Harvard University’s Joint Center for Housing Studies (JCHS) 2015 State of the Nation’s Housing report raised concerns that falling homeownership rates have created a drag on the nation’s housing recovery. While declining homeownership has adversely affected single-family construction and sales rates, demand for all types of rental housing continues to grow. This trend was a hot topic of conversation for a panel of industry experts during a webcast of the report.
Census Bureau data show that 2014 marked the tenth consecutive year of robust renter household growth. This puts the 2010s on track to be the strongest decade for renter household growth in history. According to panelist Chris Herbert, managing director of Harvard’s JCHS, since the 1970s, the average number of new renter households per year has increased significantly. Ten years ago, roughly 770,000 new renter households were formed every year. Four years ago, that average increased to 900,000. And last year, new renter households averaged just north of a million.
Some of this extraordinary renter household growth is coming from age groups, income levels, and family groups that were historically more inclined to own.
The rental market, which includes both apartments and single-family rentals, is seeing a larger number of older households as well as households with children entering the market. The largest increase is seen in the number of older renters; while households with a head of household aged 55 or older accounted for just 25 percent of all renters in 2014, they were a much larger percentage of overall renter growth - contributing to 42 percent of the renter household growth n the preceding decade.
Similarly, the number of “family households” rose over the decade, although single persons still make up the largest share of renter households.
The number of “family households” rose over the decade while the income distribution of renters is also shifting. Although higher-income households have historically been more likely to own, households in the highest income quartile accounted for nearly one in three net new renters from 2011 to 2014.
Regardless of the reasons, the share of U.S. households that rent their housing now stands at a 20-year high. This diversifying population of renters in turn is leading to a greater diversity of rental housing. “While apartments may be what first comes to mind when talking about renting, single-family homes make up the majority of rental stock,” said Hebert.
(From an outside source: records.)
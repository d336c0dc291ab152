use serde::{Deserialize, Serialize};

use crate::id::generate_uuid;

/// A person receiving care.
#[derive(Debug, Clone, PartialEq, Eq, Hash, Serialize, Deserialize)]
pub struct Patient {
    pub patient_id: i32,
    #[serde(default = "generate_uuid")]
    pub uuid: String,
    #[serde(default)]
    pub given_name: Option<String>,
    #[serde(default)]
    pub family_name: Option<String>,
}

impl Patient {
    pub fn new(patient_id: i32) -> Self {
        Self {
            patient_id,
            uuid: generate_uuid(),
            given_name: None,
            family_name: None,
        }
    }

    #[must_use]
    pub fn with_name(mut self, given: impl Into<String>, family: impl Into<String>) -> Self {
        self.given_name = Some(given.into());
        self.family_name = Some(family.into());
        self
    }
}

/// A physical place where care is delivered.
#[derive(Debug, Clone, PartialEq, Eq, Hash, Serialize, Deserialize)]
pub struct Location {
    pub location_id: i32,
    #[serde(default = "generate_uuid")]
    pub uuid: String,
    pub name: String,
}

impl Location {
    pub fn new(location_id: i32, name: impl Into<String>) -> Self {
        Self {
            location_id,
            uuid: generate_uuid(),
            name: name.into(),
        }
    }
}
use serde::{Deserialize, Serialize};
use time::OffsetDateTime;

use super::patient::{Location, Patient};
use crate::id::generate_uuid;

/// Classification of a visit (e.g. outpatient, inpatient).
#[derive(Debug, Clone, PartialEq, Eq, Hash, Serialize, Deserialize)]
pub struct VisitType {
    pub visit_type_id: i32,
    #[serde(default = "generate_uuid")]
    pub uuid: String,
    pub name: String,
    #[serde(default, skip_serializing_if = "Option::is_none")]
    pub description: Option<String>,
}

impl VisitType {
    pub fn new(visit_type_id: i32, name: impl Into<String>) -> Self {
        Self {
            visit_type_id,
            uuid: generate_uuid(),
            name: name.into(),
            description: None,
        }
    }

    #[must_use]
    pub fn with_uuid(mut self, uuid: impl Into<String>) -> Self {
        self.uuid = uuid.into();
        self
    }
}

/// A container grouping a patient's encounters over an interval.
#[derive(Debug, Clone, PartialEq, Eq, Serialize, Deserialize)]
pub struct Visit {
    /// `None` until the visit has been persisted.
    pub visit_id: Option<i32>,
    pub uuid: String,
    pub patient: Patient,
    pub visit_type: VisitType,
    #[serde(with = "time::serde::rfc3339")]
    pub start_datetime: OffsetDateTime,
    /// `None` for a visit that is still open.
    #[serde(with = "time::serde::rfc3339::option")]
    pub stop_datetime: Option<OffsetDateTime>,
    pub location: Option<Location>,
}

impl Visit {
    pub fn new(patient: Patient, visit_type: VisitType, start_datetime: OffsetDateTime) -> Self {
        Self {
            visit_id: None,
            uuid: generate_uuid(),
            patient,
            visit_type,
            start_datetime,
            stop_datetime: None,
            location: None,
        }
    }

    #[must_use]
    pub fn with_location(mut self, location: Option<Location>) -> Self {
        self.location = location;
        self
    }

    #[must_use]
    pub fn with_stop_datetime(mut self, stop: OffsetDateTime) -> Self {
        self.stop_datetime = Some(stop);
        self
    }

    pub fn is_persisted(&self) -> bool {
        self.visit_id.is_some()
    }

    /// Whether `at` falls inside this visit's interval. Open visits have no
    /// upper bound.
    pub fn contains(&self, at: OffsetDateTime) -> bool {
        if at < self.start_datetime {
            return false;
        }
        match self.stop_datetime {
            Some(stop) => at <= stop,
            None => true,
        }
    }
}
Rental markets will continue to adapt to this unprecedented surge in demand that began in the mid-2000s. According to the latest JCHS projections, individuals that are currently under age 30 will form over 20 million new households between 2015 and 2025, and most of these households will be renters. There will also be a large increase in renters over age 65 as more members of the large baby boom generation cross this threshold over the coming decade.
As the rental market has become more attractive, the byproduct of this is the lack of available apartment homes. High demand and limited construction activity has pushed national vacancy to its lowest point in almost 20 years. This supply-demand imbalance has resulted in a temporary increase in rents, which have climbed 3.2 percent in the last year.
As the increasing demand for rental homes improves the financial performance of rental properties, it is straining the budgets of many households unable to find units they can afford. There is key demand for middle- to low-income rental units as only 11 percent of renters were in the top income quartile in 2014 and nearly 40 percent were in the bottom income quartile.
To meet growing demand for apartment homes, construction of multifamily units has continued to recover from a historic low of just fewer than 110,000 in 2009 to 360,000 units in 2014-more than in any year in the 1990s or 2000s. Multifamily construction activity is evident in markets across the country. Over the past year, 18 of the top 25 metros issued more multifamily permits than in an average year in the 2000s. More interesting is that occupancy rates were high in the majority of markets where rents have been increasing the fastest.
However, even with this uptick in new apartment construction activity, the market is producing fewer than the estimated 300,000 to 400,000 new units that need to be produced annually to keep pace with demand.
An adequate supply of rental housing must be available to accommodate this upcoming wave of demand, and these rentals cover a broad rent spectrum. The rental market plays a critical role in meeting the housing needs of an expanding mix of households. Rental housing of all types continues to be home to a large majority of the nation’s low-income households, challenging the market’s ability to provide good-quality units that are within financial reach of renters of modest means. Closing the gap between what it costs to produce this housing and what economically disadvantaged households can afford to pay requires the persistent efforts of both the public and private sectors.